> _Exercise brief_
Your task is to work out how many lines in the data include the word "delay". Reply with the number alone.

> _Data_
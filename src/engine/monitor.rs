//! Public control surface of the monitoring engine.

use crate::action::{ActionExecutor, InputDriver, MouseButton, WindowActivator, WindowHandle};
use crate::bank::{CacheHandle, RebuildRequest, RebuildSummary, RebuildTicket, ScaleSet, TemplateCache};
use crate::capture::{CaptureManager, CaptureResult};
use crate::config::{ConfigTree, EngineSettings};
use crate::engine::context::{lock, EngineStatus, RecognitionArea, Shared};
use crate::engine::ocr::OcrEvaluator;
use crate::engine::scheduler::{Scheduler, SchedulerParts};
use crate::engine::state::MonitoringState;
use crate::image::{Plane, Rect};
use crate::lifecycle::{LifecycleManager, ProcessControl, RecoveryHooks, WindowLocator};
use crate::quick_timer::QuickTimerManager;
use crate::trace::{trace_event, trace_warn};
use crate::util::math::secs;
use crate::util::{EngineError, EngineResult};
use crate::worker::WorkerPool;
use std::path::PathBuf;
use std::sync::atomic::{AtomicBool, Ordering};
use std::sync::{Arc, Mutex};
use std::thread::JoinHandle;
use std::time::{Duration, Instant};

const STOP_POLL: Duration = Duration::from_millis(10);

/// Platform pieces for restarting a hung application.
pub struct LifecycleParts {
    pub process: Box<dyn ProcessControl>,
    pub locator: Arc<dyn WindowLocator>,
}

/// Inputs of `Engine::new`.
pub struct EngineParts {
    pub settings: EngineSettings,
    pub tree: ConfigTree,
    pub capture: CaptureManager,
    pub input: Box<dyn InputDriver>,
    pub activator: Option<Box<dyn WindowActivator>>,
    pub ocr: Option<Arc<dyn OcrEvaluator>>,
    pub lifecycle: Option<LifecycleParts>,
}

struct Running {
    stop: Arc<AtomicBool>,
    handle: JoinHandle<SchedulerParts>,
}

impl Running {
    fn is_live(&self) -> bool {
        !self.stop.load(Ordering::Acquire) && !self.handle.is_finished()
    }
}

/// Template-matching monitor: owns the cache, the worker pool and the
/// scheduler thread.
pub struct Engine {
    settings: EngineSettings,
    tree: Arc<ConfigTree>,
    root_dir: PathBuf,
    shared: Arc<Shared>,
    cache: Arc<CacheHandle>,
    pool: Arc<WorkerPool>,
    capture: Arc<CaptureManager>,
    idle: Mutex<Option<SchedulerParts>>,
    running: Mutex<Option<Running>>,
}

impl Engine {
    /// Validates settings and assembles the engine. The cache starts empty;
    /// call `rebuild_now` or `request_rebuild` to load templates.
    pub fn new(parts: EngineParts) -> EngineResult<Self> {
        let EngineParts {
            settings,
            tree,
            capture,
            input,
            activator,
            ocr,
            lifecycle,
        } = parts;
        settings.validate()?;
        let pool = Arc::new(WorkerPool::new(settings.workers)?);
        let scales = ScaleSet::compute(1.0, settings.capture.scale, settings.scale.sweep.as_ref())?;
        let cache = Arc::new(CacheHandle::new(TemplateCache::empty(scales)));
        let quick_timers = QuickTimerManager::new(
            secs(settings.quick_timer.grace_secs),
            settings.quick_timer.threshold,
        );
        let shared = Arc::new(Shared::new(settings.scale.reference_width, quick_timers));
        let capture = Arc::new(capture);
        let root_dir = tree.root_dir.clone();
        let tree = Arc::new(tree);

        let mut executor = ActionExecutor::new(input, settings.action.clone());
        if let Some(activator) = activator {
            executor = executor.with_activator(activator);
        }

        let mut engine = Self {
            settings,
            tree,
            root_dir,
            shared,
            cache,
            pool,
            capture,
            idle: Mutex::new(None),
            running: Mutex::new(None),
        };
        let lifecycle = match lifecycle {
            Some(platform) if engine.settings.lifecycle.enabled => Some(LifecycleManager::new(
                engine.settings.lifecycle.clone(),
                platform.process,
                platform.locator,
                RecoveryHooks {
                    shared: Arc::clone(&engine.shared),
                    cache: Arc::clone(&engine.cache),
                    pool: Arc::clone(&engine.pool),
                    rebuild: engine.rebuild_request(),
                },
            )),
            _ => None,
        };
        engine.idle = Mutex::new(Some(SchedulerParts {
            settings: engine.settings.clone(),
            shared: Arc::clone(&engine.shared),
            cache: Arc::clone(&engine.cache),
            capture: Arc::clone(&engine.capture),
            pool: Arc::clone(&engine.pool),
            executor,
            ocr,
            lifecycle,
        }));
        Ok(engine)
    }

    pub fn settings(&self) -> &EngineSettings {
        &self.settings
    }

    pub fn shared(&self) -> &Arc<Shared> {
        &self.shared
    }

    pub fn cache(&self) -> &Arc<CacheHandle> {
        &self.cache
    }

    pub fn pool(&self) -> &Arc<WorkerPool> {
        &self.pool
    }

    fn rebuild_request(&self) -> RebuildRequest {
        RebuildRequest {
            tree: Arc::clone(&self.tree),
            root_dir: self.root_dir.clone(),
            window_scale: self.shared.window_scale(),
            capture_scale: self.settings.capture.scale,
            sweep: self.settings.scale.sweep.clone(),
        }
    }

    /// Rebuilds the template cache on the calling thread.
    pub fn rebuild_now(&self) -> EngineResult<RebuildSummary> {
        self.cache.rebuild_now(self.rebuild_request())
    }

    /// Schedules a background rebuild. `None` when one is already running.
    pub fn request_rebuild(&self) -> Option<RebuildTicket> {
        self.cache.request_rebuild(&self.pool, self.rebuild_request())
    }

    /// Starts the scheduler thread.
    pub fn start_monitoring(&self) -> EngineResult<()> {
        let mut running = lock(&self.running);
        if let Some(current) = running.take() {
            if current.handle.is_finished() {
                self.reclaim(current);
            } else {
                let reason = if current.stop.load(Ordering::Acquire) {
                    "previous monitoring thread is still stopping"
                } else {
                    "monitoring already running"
                };
                *running = Some(current);
                return Err(EngineError::Monitoring(reason));
            }
        }
        let parts = lock(&self.idle)
            .take()
            .ok_or(EngineError::Monitoring("scheduler parts unavailable"))?;
        lock(&self.shared.stats).error = None;
        *lock(&self.shared.state) = MonitoringState::Idle;

        let stop = Arc::new(AtomicBool::new(false));
        let flag = Arc::clone(&stop);
        let handle = std::thread::Builder::new()
            .name("screenwatch-monitor".to_string())
            .spawn(move || {
                let mut scheduler = Scheduler::new(parts, Instant::now());
                scheduler.run(&flag);
                scheduler.into_parts()
            })
            .map_err(|err| EngineError::Worker(err.to_string()))?;
        trace_event!("monitoring_started", entries = self.cache.snapshot().len());
        *running = Some(Running { stop, handle });
        Ok(())
    }

    /// Signals the scheduler and waits up to `stop_timeout` for it to exit.
    /// A thread that overruns is left to finish on its own.
    pub fn stop_monitoring(&self) -> EngineResult<()> {
        let current = lock(&self.running)
            .take()
            .ok_or(EngineError::Monitoring("monitoring not running"))?;
        current.stop.store(true, Ordering::Release);
        let deadline = Instant::now() + self.settings.stop_timeout();
        while !current.handle.is_finished() && Instant::now() < deadline {
            std::thread::sleep(STOP_POLL);
        }
        if current.handle.is_finished() {
            self.reclaim(current);
        } else {
            trace_warn!(
                "monitoring_stop_timeout",
                timeout_ms = self.settings.stop_timeout_ms
            );
            *lock(&self.running) = Some(current);
        }
        *lock(&self.shared.state) = MonitoringState::Idle;
        Ok(())
    }

    fn reclaim(&self, current: Running) {
        match current.handle.join() {
            Ok(parts) => *lock(&self.idle) = Some(parts),
            Err(_) => {
                trace_warn!("monitoring_thread_panicked", recovered = false);
                lock(&self.shared.stats).error = Some("monitoring thread panicked".to_string());
            }
        }
    }

    pub fn is_running(&self) -> bool {
        lock(&self.running).as_ref().is_some_and(Running::is_live)
    }

    /// Points the engine at a screen rectangle. Returns a rebuild ticket
    /// when the window scale changed.
    pub fn set_recognition_area(
        &self,
        rect: Rect,
        window: Option<WindowHandle>,
    ) -> EngineResult<Option<RebuildTicket>> {
        if !rect.is_valid() {
            return Err(EngineError::InvalidConfig(format!(
                "recognition area {}x{} is empty",
                rect.width, rect.height
            )));
        }
        let before = self.shared.window_scale();
        let scale = self.shared.set_area(RecognitionArea { rect, window });
        Ok(self.rebuild_on_scale_change(before, scale))
    }

    /// Reverts to the full primary display at window scale 1.
    pub fn clear_recognition_area(&self) -> Option<RebuildTicket> {
        let before = self.shared.window_scale();
        self.shared.clear_area();
        self.rebuild_on_scale_change(before, 1.0)
    }

    fn rebuild_on_scale_change(&self, before: f32, after: f32) -> Option<RebuildTicket> {
        if (before - after).abs() <= 1e-6 {
            return None;
        }
        trace_event!("window_scale_changed", from = before, to = after);
        self.request_rebuild()
    }

    /// Switches the capture backend.
    pub fn select_capture(&self, method: &str) -> CaptureResult<()> {
        self.capture.select(method)
    }

    /// Arms quick timer `slot` to click `crop` once `delay` has passed.
    pub fn add_quick_timer(
        &self,
        slot: u8,
        crop: Plane,
        delay: Duration,
        offset: (i32, i32),
        button: MouseButton,
        threshold: Option<f32>,
    ) -> EngineResult<()> {
        let target = Instant::now() + delay;
        self.shared
            .with_quick_timers(|timers| timers.add(slot, crop, target, offset, button, threshold))
    }

    pub fn remove_quick_timer(&self, slot: u8) -> bool {
        self.shared.with_quick_timers(|timers| timers.remove(slot))
    }

    pub fn status(&self) -> EngineStatus {
        let cache = self.cache.snapshot();
        let stats = lock(&self.shared.stats);
        EngineStatus {
            running: self.is_running(),
            state: self.shared.state_kind(),
            paused: self.shared.is_paused(),
            error: stats.error.clone(),
            clicks: stats.clicks,
            last_click: stats.last_click.clone(),
            cache_generation: self.cache.generation(),
            cache_entries: cache.len(),
            capture_method: self.capture.method(),
            quick_timers: self.shared.with_quick_timers(|timers| timers.slots()),
            area: self.shared.area(),
            window_scale: self.shared.window_scale(),
        }
    }
}

impl Drop for Engine {
    fn drop(&mut self) {
        if lock(&self.running).is_some() {
            let _ = self.stop_monitoring();
        }
        self.capture.release();
    }
}
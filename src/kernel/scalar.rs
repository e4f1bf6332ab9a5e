//! Scalar reference kernel: rows evaluated sequentially.

use crate::kernel::{check_inputs, flat_row, zncc_row, Kernel, PlaneInput, ScanWindow, ScoreMap};
use crate::template::TemplatePlan;
use crate::util::EngineResult;

/// Sequential ZNCC kernel.
pub struct ZnccScalar;

impl Kernel for ZnccScalar {
    fn zncc_map(
        inputs: &[PlaneInput<'_>],
        plan: &TemplatePlan,
        window: ScanWindow,
        min_var_i: f32,
    ) -> EngineResult<ScoreMap> {
        check_inputs(inputs, plan.planes(), plan.width(), plan.height(), window)?;
        let width = window.width();
        let mut scores = vec![0.0f32; width * window.height()];
        for (row, out) in scores.chunks_mut(width).enumerate() {
            zncc_row(inputs, plan, window, window.y0 + row, min_var_i, out);
        }
        Ok(ScoreMap::new(window, scores))
    }

    fn flat_map(
        input: &PlaneInput<'_>,
        mean: f32,
        tpl_w: usize,
        tpl_h: usize,
        window: ScanWindow,
    ) -> EngineResult<ScoreMap> {
        check_inputs(std::slice::from_ref(input), 1, tpl_w, tpl_h, window)?;
        let width = window.width();
        let mut scores = vec![0.0f32; width * window.height()];
        for (row, out) in scores.chunks_mut(width).enumerate() {
            flat_row(input, mean, tpl_w, tpl_h, window, window.y0 + row, out);
        }
        Ok(ScoreMap::new(window, scores))
    }
}

#[cfg(test)]
mod tests {
    use super::ZnccScalar;
    use crate::image::integral::IntegralImage;
    use crate::image::ImageView;
    use crate::kernel::{Kernel, PlaneInput, ScanWindow};
    use crate::template::TemplatePlan;

    #[test]
    fn zncc_map_matches_bruteforce() {
        let img_width = 9;
        let img_height = 7;
        let image: Vec<u8> = (0..img_width * img_height)
            .map(|i| {
                let (x, y) = (i % img_width, i / img_width);
                ((x * 17 + y * 9 + x * y) & 0xFF) as u8
            })
            .collect();
        let tpl_width = 3;
        let tpl_height = 2;
        let tpl: Vec<u8> = (0..tpl_width * tpl_height)
            .map(|i| {
                let (x, y) = (i % tpl_width, i / tpl_width);
                ((x * 5 + y * 11 + x * y) & 0xFF) as u8
            })
            .collect();

        let view = ImageView::from_slice(&image, img_width, img_height).unwrap();
        let integral = IntegralImage::from_view(view);
        let plan =
            TemplatePlan::from_view(ImageView::from_slice(&tpl, tpl_width, tpl_height).unwrap())
                .unwrap();
        let window =
            ScanWindow::for_template(img_width, img_height, tpl_width, tpl_height, None).unwrap();
        let input = PlaneInput {
            view,
            integral: &integral,
        };
        let map = <ZnccScalar as Kernel>::zncc_map(&[input], &plan, window, 1e-8).unwrap();

        let t_prime = plan.t_prime();
        let var_t = f64::from(plan.var_t());
        let n = (tpl_width * tpl_height) as f64;
        for y in 0..=(img_height - tpl_height) {
            for x in 0..=(img_width - tpl_width) {
                let mut dot = 0.0f64;
                let mut sum_i = 0.0f64;
                let mut sum_i2 = 0.0f64;
                for ty in 0..tpl_height {
                    let row = view.row(y + ty).unwrap();
                    for tx in 0..tpl_width {
                        let value = f64::from(row[x + tx]);
                        dot += f64::from(t_prime[ty * tpl_width + tx]) * value;
                        sum_i += value;
                        sum_i2 += value * value;
                    }
                }
                let var_i = sum_i2 - sum_i * sum_i / n;
                let expected = if var_i <= 1e-8 {
                    0.0
                } else {
                    dot / (var_t * var_i).sqrt()
                };
                let got = f64::from(map.at(x, y).unwrap());
                assert!((got - expected).abs() < 1e-4, "({x},{y}): {got} vs {expected}");
            }
        }
    }
}
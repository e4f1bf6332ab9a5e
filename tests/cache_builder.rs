mod common;

use common::{item, range_item, write_sprite};
use screenwatch::bank::{CacheBuilder, CacheHandle, RebuildRequest, ScaleSet, TemplateCache};
use screenwatch::config::{
    ClickMode, ConfigNode, ConfigTree, FolderMode, FolderSettings, ItemPath, ItemSettings,
    RoiMode, RoiSettings, ScaleSweep,
};
use screenwatch::image::Rect;
use screenwatch::worker::{TicketState, WorkerPool};
use screenwatch::EngineError;
use std::sync::mpsc;
use std::sync::Arc;
use std::time::{Duration, Instant};
use tempfile::TempDir;

fn request(dir: &TempDir, nodes: Vec<ConfigNode>) -> RebuildRequest {
    RebuildRequest {
        tree: Arc::new(ConfigTree {
            root_dir: dir.path().to_path_buf(),
            nodes,
        }),
        root_dir: dir.path().to_path_buf(),
        window_scale: 1.0,
        capture_scale: 1.0,
        sweep: None,
    }
}

fn empty_handle() -> Arc<CacheHandle> {
    let scales = ScaleSet::compute(1.0, 1.0, None).unwrap();
    Arc::new(CacheHandle::new(TemplateCache::empty(scales)))
}

#[test]
fn unusable_items_are_reported_not_fatal() {
    let dir = TempDir::new().unwrap();
    write_sprite(dir.path(), "ok", 1);
    write_sprite(dir.path(), "off", 2);
    write_sprite(dir.path(), "pointless", 3);
    write_sprite(dir.path(), "cropped", 4);

    let nodes = vec![
        item("ok", range_item()),
        item("missing", range_item()),
        item(
            "off",
            ItemSettings {
                enabled: false,
                ..range_item()
            },
        ),
        item(
            "pointless",
            ItemSettings {
                click_mode: ClickMode::Point,
                click_point: None,
                ..ItemSettings::default()
            },
        ),
        item(
            "cropped",
            ItemSettings {
                roi: Some(RoiSettings {
                    mode: RoiMode::Fixed,
                    rect: Rect::new(10, 10, 40, 40),
                }),
                ..range_item()
            },
        ),
    ];
    let handle = empty_handle();
    let summary = handle.rebuild_now(request(&dir, nodes)).unwrap();

    assert_eq!(summary.loaded, 1);
    let skipped: Vec<&str> = summary.skipped.iter().map(|(p, _)| p.as_str()).collect();
    assert_eq!(skipped, ["missing", "off", "pointless", "cropped"]);
    let cache = handle.snapshot();
    assert_eq!(cache.len(), 1);
    assert!(cache.entry(&ItemPath::from("ok")).is_some());
}

#[test]
fn fixed_roi_crops_the_template() {
    let dir = TempDir::new().unwrap();
    write_sprite(dir.path(), "icon", 5);
    let nodes = vec![item(
        "icon",
        ItemSettings {
            roi: Some(RoiSettings {
                mode: RoiMode::Fixed,
                rect: Rect::new(4, 6, 12, 10),
            }),
            ..range_item()
        },
    )];
    let handle = empty_handle();
    handle.rebuild_now(request(&dir, nodes)).unwrap();
    let cache = handle.snapshot();
    let entry = cache.entry(&ItemPath::from("icon")).unwrap();
    assert_eq!((entry.templates()[0].width(), entry.templates()[0].height()), (12, 10));
}

#[test]
fn rebuilding_the_same_tree_is_idempotent() {
    let dir = TempDir::new().unwrap();
    write_sprite(dir.path(), "a", 6);
    write_sprite(dir.path(), "b", 7);
    let timer = FolderSettings {
        mode: FolderMode::PriorityTimer,
        ..FolderSettings::default()
    };
    let nodes = vec![
        item("a", range_item()),
        ConfigNode::folder("t", timer, vec![item("b", range_item())]),
    ];
    let handle = empty_handle();
    let first = handle.rebuild_now(request(&dir, nodes.clone())).unwrap();
    let before = handle.snapshot();
    let second = handle.rebuild_now(request(&dir, nodes)).unwrap();
    let after = handle.snapshot();

    assert_eq!(first.generation + 1, second.generation);
    assert_eq!(*before, *after);
    assert_eq!(before.priority_timers()["t"], after.priority_timers()["t"]);
}

#[test]
fn folder_modes_shape_scopes() {
    let dir = TempDir::new().unwrap();
    for (name, seed) in [("a", 1), ("b", 2), ("c", 3), ("d", 4), ("e", 5), ("f", 6)] {
        write_sprite(dir.path(), name, seed);
    }
    let cooldown = FolderSettings {
        mode: FolderMode::Cooldown,
        cooldown_secs: 10.0,
        ..FolderSettings::default()
    };
    let excluded = FolderSettings {
        mode: FolderMode::Excluded,
        ..FolderSettings::default()
    };
    let nodes = vec![
        ConfigNode::folder(
            "daily",
            cooldown,
            vec![
                item("a", range_item()),
                ConfigNode::folder("inner", FolderSettings::default(), vec![item("b", range_item())]),
                ConfigNode::folder("skip", excluded, vec![item("c", range_item())]),
            ],
        ),
        ConfigNode::folder(
            "misc",
            FolderSettings::default(),
            vec![
                item("d", range_item()),
                ConfigNode::folder(
                    "burst",
                    FolderSettings {
                        mode: FolderMode::PriorityImage,
                        ..FolderSettings::default()
                    },
                    vec![item("f", range_item())],
                ),
            ],
        ),
        item("e", range_item()),
    ];
    let handle = empty_handle();
    handle.rebuild_now(request(&dir, nodes)).unwrap();
    let cache = handle.snapshot();

    let scope = |path: &str| {
        cache
            .entry(&ItemPath::from(path))
            .map(|e| e.folder().scope.clone())
    };
    assert_eq!(scope("daily/a").as_deref(), Some("daily"));
    assert_eq!(scope("daily/inner/b").as_deref(), Some("daily"));
    assert_eq!(scope("daily/skip/c"), None);
    assert_eq!(scope("misc/d").as_deref(), Some("misc"));
    // A special mode below the top level does not open a scope of its own.
    assert_eq!(scope("misc/burst/f").as_deref(), Some("misc"));
    let burst = cache.entry(&ItemPath::from("misc/burst/f")).unwrap();
    assert_eq!(burst.folder().mode, FolderMode::Normal);
    assert!(cache.folder("misc/burst").is_none());
    assert_eq!(cache.folder("misc").unwrap().items.len(), 2);
    assert_eq!(scope("e").as_deref(), Some(""));

    let daily = cache.folder("daily").unwrap();
    assert_eq!(daily.mode, FolderMode::Cooldown);
    assert_eq!(daily.cooldown, Duration::from_secs(10));
    assert_eq!(daily.items.len(), 2);
}

#[test]
fn sweep_builds_one_variant_per_scale() {
    let dir = TempDir::new().unwrap();
    write_sprite(dir.path(), "a", 8);
    let sweep = ScaleSweep {
        center: 1.0,
        range: 0.25,
        steps: 3,
    };
    let scales = ScaleSet::compute(1.0, 1.0, Some(&sweep)).unwrap();
    assert_eq!(scales.scales(), [0.75, 1.0, 1.25]);
    assert_eq!(scales.base_index(), 1);

    let builder = CacheBuilder::new(dir.path(), scales);
    let tree = ConfigTree {
        root_dir: Default::default(),
        nodes: vec![item("a", range_item())],
    };
    let (cache, report) = builder.build(&tree, None, Instant::now());
    assert_eq!(report.loaded, 1);
    let entry = cache.entry(&ItemPath::from("a")).unwrap();
    let widths: Vec<usize> = entry.templates().iter().map(|t| t.width()).collect();
    assert_eq!(widths, [18, 24, 30]);
    assert_eq!(entry.hints().last_index(), 1);
}

#[test]
fn invalid_scales_are_rejected() {
    assert!(matches!(
        ScaleSet::compute(0.0, 1.0, None),
        Err(EngineError::InvalidScale { .. })
    ));
    assert!(matches!(
        ScaleSet::compute(1.0, f32::NAN, None),
        Err(EngineError::InvalidScale { .. })
    ));
}

#[test]
fn concurrent_rebuild_requests_are_dropped() {
    let dir = TempDir::new().unwrap();
    write_sprite(dir.path(), "a", 9);
    let pool = WorkerPool::new(1).unwrap();
    let handle = empty_handle();

    // Occupy the only worker so the first rebuild stays queued.
    let (release, gate) = mpsc::channel::<()>();
    let blocker = pool.submit(move || gate.recv().is_ok());

    let first = handle.request_rebuild(&pool, request(&dir, vec![item("a", range_item())]));
    assert!(first.is_some());
    assert!(handle.is_rebuilding());
    assert!(handle
        .request_rebuild(&pool, request(&dir, vec![item("a", range_item())]))
        .is_none());
    assert!(matches!(
        handle.rebuild_now(request(&dir, Vec::new())),
        Err(EngineError::RebuildInProgress)
    ));

    release.send(()).unwrap();
    assert!(matches!(blocker.wait(Duration::from_secs(5)), TicketState::Ready(true)));
    match first.unwrap().wait(Duration::from_secs(5)) {
        TicketState::Ready(Ok(summary)) => assert_eq!(summary.loaded, 1),
        other => panic!("rebuild did not finish: {other:?}"),
    }
    assert!(!handle.is_rebuilding());
    assert_eq!(handle.snapshot().len(), 1);
}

> _Solution_
3